Même si la Tunisie est amarrée à l’économie mondiale, les projets d’investissement ne se bousculent plus à son portillon, il y a plusieurs raisons à cela, et notamment son incapacité à mettre en route les réformes nécessaires.
Par Amine Ben Gamra *
La loi de finances complémentaire (LFC 2019) table sur une amélioration du déficit budgétaire pour passer à -3,5%, contre -3,9% dans le budget initial. Cette baisse est obtenue sur la base de l’hypothèse très optimiste que le PIB croîtrait de 3,1%, un rythme que la Tunisie n’a pas connu depuis plusieurs d’années. Or, ce taux est tombé de 3,1%, prévision initiale du gouvernement, à 1,3% dans la LFC 2019.
Le niveau d’endettement présenté dans la LFC 2019 n’est pas plus fiable. Pourquoi cherche-t-on ainsi à cacher aux Tunisiens la vérité sur leur économie ?
La vérité sur l’économie tunisienne
La vérité qu’il faut garder à l’esprit c’est que la majorité des dépenses publiques est affectée aux salaires alors que plusieurs services publics comme les hôpitaux et l’infrastructure ont besoin d’investissements qui ne viennent pas.
La plupart des entreprises publiques affichent des pertes financières qui s’accumulent et grèvent dangereusement les équilibres financiers de l’Etat.
Le taux de pression fiscale en Tunisie est l’un des plus élevés en Afrique. Il a certes permis d’améliorer un tant soit peu les recettes fiscales en 2019, mais cela ne rend guère le pays attractif aux yeux des investisseurs, même les plus audacieux ou les plus casse-cou, au contraire.
Par ailleurs, l’Etat continue de négliger le secteur agricole alors que le déficit de la balance alimentaire est passé de 0,6 milliard de dinars tunisiens (DT) en 2009 à 1,3 milliard de DT fin octobre 2019, chiffre appelé à s’aggraver d’ici la fin de l’année.
Le secteur industriel, jadis principal moteur de l’économie tunisienne, a contribué à moins de 25% au PIB au cours des six premiers mois de l’année, alors que des sites industriels continuent de fermer d’année en année et que le rythme de création de nouveaux emplois pique du nez.
Le système bancaire, quant à lui, est fragmenté et dominé par des banques de petite taille qui n’ont aucune chance d’être compétitives à l’échelle internationale.
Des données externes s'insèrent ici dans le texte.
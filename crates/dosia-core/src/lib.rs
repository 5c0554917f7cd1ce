pub mod common;
pub mod domain;
pub mod modules;
pub mod numerics;
pub mod parser;
use super::CliError;
use dosia_core::common::{IngestSettings, load_settings};
use dosia_core::domain::BeamRecord;
use dosia_core::modules::phantom::Phantom;
use std::fmt::Write as _;
use std::path::Path;
use tracing_subscriber::EnvFilter;

/// Installs the stderr subscriber. `RUST_LOG` wins over `-v` repetitions.
pub(super) fn init_tracing(verbosity: u8) {
    let default_level = match verbosity {
        0 => "warn",
        1 => "info",
        2 => "debug",
        _ => "trace",
    };
    let filter =
        EnvFilter::try_from_default_env().unwrap_or_else(|_| EnvFilter::new(default_level));
    let _ = tracing_subscriber::fmt()
        .with_env_filter(filter)
        .with_writer(std::io::stderr)
        .with_target(false)
        .try_init();
}

pub(super) fn resolve_settings(path: Option<&Path>) -> Result<IngestSettings, CliError> {
    match path {
        Some(path) => load_settings(path).map_err(|error| CliError::Compute(error.into())),
        None => Ok(IngestSettings::default()),
    }
}

pub(super) fn render_plan_summary(plan_dir: &Path, record: &BeamRecord) -> String {
    let metadata = &record.metadata;
    let accelerator = &metadata.accelerator;
    let mut summary = String::new();
    let _ = writeln!(summary, "Plan: {}", plan_dir.display());
    let _ = writeln!(
        summary,
        "Accelerator: {} ({:?}, {:?})",
        accelerator.kind(),
        accelerator.energy,
        accelerator.filter
    );
    let _ = writeln!(summary, "Beam type: {:?}", metadata.beam_type);
    let _ = writeln!(
        summary,
        "Fractions: {}  MU/fraction: {}  Prescription dose: {}",
        metadata.fraction_count, metadata.mu_per_fraction, metadata.prescription_dose
    );
    let [x, y, z] = metadata.isocenter;
    let _ = writeln!(summary, "Isocenter: ({x}, {y}, {z})");
    let _ = write!(
        summary,
        "Control points: {}  Total weight: {}",
        record.control_point_count(),
        record.total_relative_weight()
    );
    summary
}

pub(super) fn render_phantom_summary(plan_dir: &Path, phantom: &Phantom) -> String {
    let [nx, ny, nz] = phantom.voxel_counts;
    let [sx, sy, sz] = phantom.voxel_sizes;
    let [cx, cy, cz] = phantom.corner;
    let mut summary = String::new();
    let _ = writeln!(summary, "Phantom: {}", plan_dir.display());
    let _ = writeln!(summary, "Voxels: {nx} x {ny} x {nz}");
    let _ = writeln!(summary, "Voxel size: {sx} x {sy} x {sz}");
    let _ = writeln!(summary, "Corner: ({cx}, {cy}, {cz})");
    let _ = write!(summary, "Materials: {}", phantom.materials.join(", "));
    if let Some(reference) = phantom.reference_medium {
        let _ = write!(summary, " (reference medium index {reference})");
    }
    summary
}
pub mod image;
pub mod phantom;
pub mod plan;
pub mod serialization;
Croulant sous le poids important des créances carbonisées, plusieurs banques de la place s’interdisent de prêter et de financer ainsi une économie en berne.
Freins, goulots d’étranglements et rentes de situation
Sur un autre plan, aucun des nombreux gouvernements qui se sont succédé de janvier 2011 à cette date, n’a vraiment lutté contre la corruption, ni osé mettre en route des réformes pour une meilleure gouvernance des ressources du pays.
Pour ne rien arranger, au lieu d’aider à impulser la dynamique économique, l’administration publique, lourde et tatillonne, souvent gangrenée par la corruption, petite et grande, continue de jouer un rôle de frein ou de goulot d’étranglement.
L’ambassadeur de l’Union européenne (UE) en Tunisie, Patrice Bergamini, avait pointé du doigt, dans un récent entretien au journal ‘‘Le Monde’’ une certaine résistance aux réformes en Tunisie et accusé certains groupes familiaux de chercher à préserver des positions monopolistiques et de ne pas permettre la concurrence loyale.
Résultats des courses : même si la Tunisie est amarrée à l’économie mondiale, les projets d’investissement ne se bousculent plus à son portillon, car le gouvernement n’est plus capable de les mettre en route, alors que l’argent est disponible, a fait constater Tony Verheijen, représentant résident de la Banque mondiale en Tunisie.
* Expert comptable, commissaire aux comptes, membre de l’Ordre des experts comptable de Tunisie.